◆ AIM OF THE EXERCISE
Would you count how many lines of the entries below include the word "trace"? Give nothing but the number.

◆ DATASET CONTENT
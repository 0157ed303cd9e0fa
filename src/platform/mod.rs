// SPDX-License-Identifier: AGPL-3.0-or-later
// Copyright (c) 2026 nervosys

//! Host data acquisition.
//!
//! Each platform implements [`CpuSource`]. Sources only fetch raw data; all
//! decoding goes through the platform-agnostic scanner and adapters, so they
//! can be tested from captured fixtures.
//!
//! # Platform Support
//!
//! - **Linux**: reads `/proc/cpuinfo` ([`ProcCpuinfo`])
//! - **macOS**: queries `sysctl` ([`SysctlSource`])
//! - **Other**: [`host_source`] fails with
//!   [`SysinfoError::UnsupportedPlatform`] and detection returns an empty
//!   report

mod darwin;
mod proc_cpuinfo;
mod sysctl;

pub use darwin::{scan_sysctl, AppleFamily, APPLE_FAMILIES};
pub use proc_cpuinfo::ProcCpuinfo;
pub use sysctl::{SysctlCommand, SysctlStore};

use crate::config::DetectConfig;
use crate::error::Result;
#[cfg(not(any(target_os = "linux", target_os = "macos")))]
use crate::error::SysinfoError;
use crate::report::Info;

/// Produces the CPU report for a host.
pub trait CpuSource {
    /// Short name used in log messages.
    fn name(&self) -> &'static str;

    /// Read the host data and decode it.
    fn collect(&self) -> Result<Info>;
}

/// [`CpuSource`] backed by a sysctl store.
#[derive(Debug, Clone)]
pub struct SysctlSource<S> {
    store: S,
}

impl<S: SysctlStore> SysctlSource<S> {
    pub fn new(store: S) -> Self {
        Self { store }
    }
}

impl<S: SysctlStore> CpuSource for SysctlSource<S> {
    fn name(&self) -> &'static str {
        "sysctl"
    }

    fn collect(&self) -> Result<Info> {
        Ok(scan_sysctl(&self.store))
    }
}

/// Source for the compile target.
#[cfg(target_os = "linux")]
pub fn host_source(config: &DetectConfig) -> Result<Box<dyn CpuSource>> {
    Ok(Box::new(ProcCpuinfo::from_config(config)))
}

/// Source for the compile target.
#[cfg(target_os = "macos")]
pub fn host_source(config: &DetectConfig) -> Result<Box<dyn CpuSource>> {
    let store = SysctlCommand::new(config.sysctl_command.clone());
    Ok(Box::new(SysctlSource::new(store)))
}

/// Source for the compile target.
#[cfg(not(any(target_os = "linux", target_os = "macos")))]
pub fn host_source(_config: &DetectConfig) -> Result<Box<dyn CpuSource>> {
    Err(SysinfoError::UnsupportedPlatform(std::env::consts::OS.to_string()))
}
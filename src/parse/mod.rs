// SPDX-License-Identifier: AGPL-3.0-or-later
// Copyright (c) 2026 nervosys

//! Lenient value decoders shared by every CPU source.
//!
//! Host data is best-effort: kernels and firmware disagree on formatting, so
//! every decoder here is total. Malformed text decodes to zero (or `false`,
//! or an empty list) instead of an error.

mod composite;

pub use composite::{parse_address_sizes, parse_cache_size, parse_tlb};

/// Parse an unsigned decimal or `0x`-prefixed hexadecimal integer.
///
/// Returns `T::default()` (zero) when the text is malformed or the value
/// does not fit in `T`.
pub fn parse_uint<T>(s: &str) -> T
where
    T: TryFrom<u64> + Default,
{
    if s.starts_with('+') {
        return T::default();
    }
    let parsed = match s.strip_prefix("0x").or_else(|| s.strip_prefix("0X")) {
        Some(hex) => u64::from_str_radix(hex, 16),
        None => s.parse::<u64>(),
    };
    parsed
        .ok()
        .and_then(|x| T::try_from(x).ok())
        .unwrap_or_default()
}

/// Parse a decimal floating point number, zero on failure.
pub fn parse_float(s: &str) -> f64 {
    s.parse().unwrap_or(0.0)
}

/// Only the literal token `yes` is true.
pub fn parse_bool(s: &str) -> bool {
    s == "yes"
}

/// Split a space separated flag list, keeping source order.
pub fn parse_list(s: &str) -> Vec<String> {
    s.split_whitespace().map(String::from).collect()
}

/// Split a `key: value` line at the first colon.
///
/// Both halves are trimmed. A line without a colon yields `("", "")`,
/// which the scanner treats as a record separator.
pub fn split_key_value(line: &str) -> (&str, &str) {
    match line.split_once(':') {
        Some((key, value)) => (key.trim(), value.trim()),
        None => ("", ""),
    }
}
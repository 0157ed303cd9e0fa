// SPDX-License-Identifier: AGPL-3.0-or-later
// Copyright (c) 2026 nervosys

//! Line-oriented `/proc/cpuinfo` scanner.
//!
//! The input looks like
//!
//! ```text
//! processor       : 5
//! BogoMIPS        : 48.00
//! Features        : fp asimd evtstrm aes pmull sha1 sha2 crc32 cpuid
//! CPU implementer : 0x41
//! CPU architecture: 8
//! CPU variant     : 0x0
//! CPU part        : 0xd08
//! CPU revision    : 2
//! ```
//!
//! with a blank line after each processor. Keys listed in [`FIELDS`] set a
//! field on the current record; anything else is kept as a generic pair.
//!
//! # Record boundaries
//!
//! Every line with an empty key (a blank line, or one without a colon)
//! closes the current record and starts a fresh one, even if nothing was
//! set on it. [`ScanOptions::skip_empty_records`] drops those empty records.
//!
//! A record is only emitted when such a line closes it. The kernel always
//! writes one after the last processor, and ARM kernels follow it with a
//! board section (`Hardware`, `Revision`, `Serial`) that has no trailing
//! blank line. A final record that is not closed is dropped unless
//! [`ScanOptions::flush_trailing_record`] is set; even then, a final
//! record with no recognized key is not emitted.
//!
//! # Examples
//!
//! ```
//! use sysinfolib::scanner::scan_proc;
//!
//! let info = scan_proc(b"processor: 0\nCPU implementer: 0x41\nCPU part: 0xd08\n\n");
//! assert_eq!(info.cpus.len(), 1);
//! assert_eq!(info.cpus[0].name(), "Cortex-A72");
//! ```

mod fields;

pub use fields::{lookup, Field, FieldSetter, FIELDS};

use serde::{Deserialize, Serialize};

use crate::parse::split_key_value;
use crate::report::{Cpu, Info, ReportBuilder};

/// Scanner behavior switches.
#[derive(Debug, Clone, Copy, Default, PartialEq, Eq, Serialize, Deserialize)]
pub struct ScanOptions {
    /// Emit a final record that is not followed by a blank line.
    pub flush_trailing_record: bool,
    /// Drop records closed before any recognized key was set.
    pub skip_empty_records: bool,
}

/// Scan a `/proc/cpuinfo` buffer with default options.
pub fn scan_proc(buf: &[u8]) -> Info {
    scan_proc_with(buf, &ScanOptions::default())
}

/// Scan a `/proc/cpuinfo` buffer.
///
/// Never fails. Invalid UTF-8 is replaced, and fields that do not decode
/// are left at zero.
pub fn scan_proc_with(buf: &[u8], options: &ScanOptions) -> Info {
    let text = String::from_utf8_lossy(buf);
    let mut builder = ReportBuilder::new();
    let mut cpu = Cpu::default();
    // Set once a recognized key lands on the current record.
    let mut open = false;

    for line in text.lines() {
        let (key, value) = split_key_value(line);
        if key.is_empty() {
            if open || !options.skip_empty_records {
                builder.push_cpu(std::mem::take(&mut cpu));
            }
            open = false;
            continue;
        }
        match lookup(key) {
            Some(set) => {
                set(&mut cpu, value);
                open = true;
            }
            None => {
                log::trace!("unrecognized cpuinfo key {:?}", key);
                builder.push_pair(key, value);
            }
        }
    }

    if open {
        if options.flush_trailing_record {
            builder.push_cpu(cpu);
        } else {
            log::trace!("dropping unterminated record for processor {}", cpu.proc);
        }
    }

    let info = builder.finish();
    log::debug!(
        "scanned {} bytes: {} cpus, {} generic pairs",
        buf.len(),
        info.cpus.len(),
        info.misc.len()
    );
    info
}
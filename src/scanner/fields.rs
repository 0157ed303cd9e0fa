// SPDX-License-Identifier: AGPL-3.0-or-later
// Copyright (c) 2026 nervosys

//! `/proc/cpuinfo` key table.
//!
//! Keys are matched exactly and case-sensitively. Kernels for different
//! architectures spell some fields differently (`BogoMIPS` on ARM,
//! `bogomips` on x86), so synonyms get one row each.

use crate::implementer::{Implementer, Part};
use crate::parse::{
    parse_address_sizes, parse_bool, parse_cache_size, parse_float, parse_list, parse_tlb,
    parse_uint,
};
use crate::report::Cpu;

/// Applies one decoded value to the record being built.
pub type FieldSetter = fn(&mut Cpu, &str);

/// A recognized `/proc/cpuinfo` key.
#[derive(Clone, Copy)]
pub struct Field {
    pub key: &'static str,
    pub set: FieldSetter,
}

impl std::fmt::Debug for Field {
    fn fmt(&self, f: &mut std::fmt::Formatter<'_>) -> std::fmt::Result {
        f.debug_struct("Field").field("key", &self.key).finish()
    }
}

/// Every key the scanner maps onto a [`Cpu`] field.
pub static FIELDS: &[Field] = &[
    // General
    Field {
        key: "processor",
        set: |c, v| c.proc = parse_uint(v),
    },
    Field {
        key: "BogoMIPS",
        set: |c, v| c.bogomips = parse_float(v),
    },
    Field {
        key: "bogomips",
        set: |c, v| c.bogomips = parse_float(v),
    },
    Field {
        key: "Features",
        set: |c, v| c.features = parse_list(v),
    },
    Field {
        key: "flags",
        set: |c, v| c.features = parse_list(v),
    },
    Field {
        key: "CPU revision",
        set: |c, v| c.rev = parse_uint(v),
    },
    Field {
        key: "stepping",
        set: |c, v| c.rev = parse_uint(v),
    },
    Field {
        key: "model name",
        set: |c, v| c.model_name = v.to_string(),
    },
    // ARM
    Field {
        key: "CPU implementer",
        set: |c, v| c.implementer = Implementer(parse_uint(v)),
    },
    Field {
        key: "CPU architecture",
        set: |c, v| c.arch = parse_uint(v),
    },
    Field {
        key: "CPU variant",
        set: |c, v| c.variant = parse_uint(v),
    },
    Field {
        key: "CPU part",
        set: |c, v| c.part = Part(parse_uint(v)),
    },
    // x86
    Field {
        key: "vendor_id",
        set: |c, v| c.vendor_id = v.to_string(),
    },
    Field {
        key: "cpu family",
        set: |c, v| c.family = parse_uint(v),
    },
    Field {
        key: "model",
        set: |c, v| c.model = parse_uint(v),
    },
    Field {
        key: "microcode",
        set: |c, v| c.microcode = parse_uint(v),
    },
    Field {
        key: "cpu MHz",
        set: |c, v| c.freq = parse_float(v),
    },
    Field {
        key: "cache size",
        set: |c, v| c.cache.l2 = parse_cache_size(v),
    },
    Field {
        key: "physical id",
        set: |c, v| c.phys_id = parse_uint(v),
    },
    Field {
        key: "siblings",
        set: |c, v| c.siblings = parse_uint(v),
    },
    Field {
        key: "core id",
        set: |c, v| c.core_id = parse_uint(v),
    },
    Field {
        key: "cpu cores",
        set: |c, v| c.cores = parse_uint(v),
    },
    Field {
        key: "apicid",
        set: |c, v| c.apic_id = parse_uint(v),
    },
    Field {
        key: "initial apicid",
        set: |c, v| c.init_apic_id = parse_uint(v),
    },
    Field {
        key: "fpu",
        set: |c, v| c.fpu = parse_bool(v),
    },
    Field {
        key: "fpu_exception",
        set: |c, v| c.fpu_exceptions = parse_bool(v),
    },
    Field {
        key: "cpuid level",
        set: |c, v| c.cpuid_level = parse_uint(v),
    },
    Field {
        key: "wp",
        set: |c, v| c.wp = parse_bool(v),
    },
    Field {
        key: "bugs",
        set: |c, v| c.bugs = parse_list(v),
    },
    Field {
        key: "clflush size",
        set: |c, v| c.cache.flush = parse_uint(v),
    },
    Field {
        key: "cache_alignment",
        set: |c, v| c.cache.alignment = parse_uint(v),
    },
    Field {
        key: "address sizes",
        set: |c, v| {
            let (phys, virt) = parse_address_sizes(v);
            c.addr_sizes.phys = phys;
            c.addr_sizes.virt = virt;
        },
    },
    Field {
        key: "power management",
        set: |c, v| c.power_mgmt = v.to_string(),
    },
    // AMD
    Field {
        key: "TLB size",
        set: |c, v| {
            let (pages, page_size) = parse_tlb(v);
            c.tlb.pages = pages;
            c.tlb.page_size = page_size;
        },
    },
];

/// Setter for `key`, or `None` if the key belongs in the generic pairs.
pub fn lookup(key: &str) -> Option<FieldSetter> {
    FIELDS.iter().find(|f| f.key == key).map(|f| f.set)
}
use crate::config::Configuration;
use crate::random::RandomSource;
use crate::{Error, Result};

/// Digits the digit block is drawn from.
pub const DIGITS: &[char] = &['0', '1', '2', '3', '4', '5', '6', '7', '8', '9'];

/// Builds `count` random digits.
pub fn digit_block<R: RandomSource>(count: usize, rng: &mut R) -> String {
	(0..count).map(|_| *rng.pick(DIGITS)).collect()
}

/// Builds `count` symbols drawn with replacement from `alphabet`.
///
/// # Errors
/// Returns [`Error::EmptyAlphabet`] if `count > 0` and `alphabet` is empty.
pub fn punctuation_block<R: RandomSource>(count: usize, alphabet: &[char], rng: &mut R) -> Result<String> {
	if count > 0 && alphabet.is_empty() {
		return Err(Error::EmptyAlphabet);
	}
	Ok((0..count).map(|_| *rng.pick(alphabet)).collect())
}

/// Splices a digit block followed by a punctuation block into `body` at byte
/// offset `split`.
///
/// Block sizes come from `config`.
///
/// # Errors
/// - [`Error::InvalidPosition`] if `split` is past the end of `body` or not
///   on a character boundary.
/// - [`Error::EmptyAlphabet`], see [`punctuation_block`].
pub fn inject<R: RandomSource>(body: &str, split: usize, config: &Configuration, rng: &mut R) -> Result<String> {
	if !body.is_char_boundary(split) {
		return Err(Error::InvalidPosition { position: split, length: body.len() });
	}

	let digits = digit_block(config.num_digits(), rng);
	let punctuation = punctuation_block(config.num_punctuation_symbols(), config.punctuation_alphabet(), rng)?;

	let (head, tail) = body.split_at(split);
	let mut password = String::with_capacity(body.len() + digits.len() + punctuation.len());
	password.push_str(head);
	password.push_str(&digits);
	password.push_str(&punctuation);
	password.push_str(tail);
	Ok(password)
}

◆ FINISHED EXERCISE
2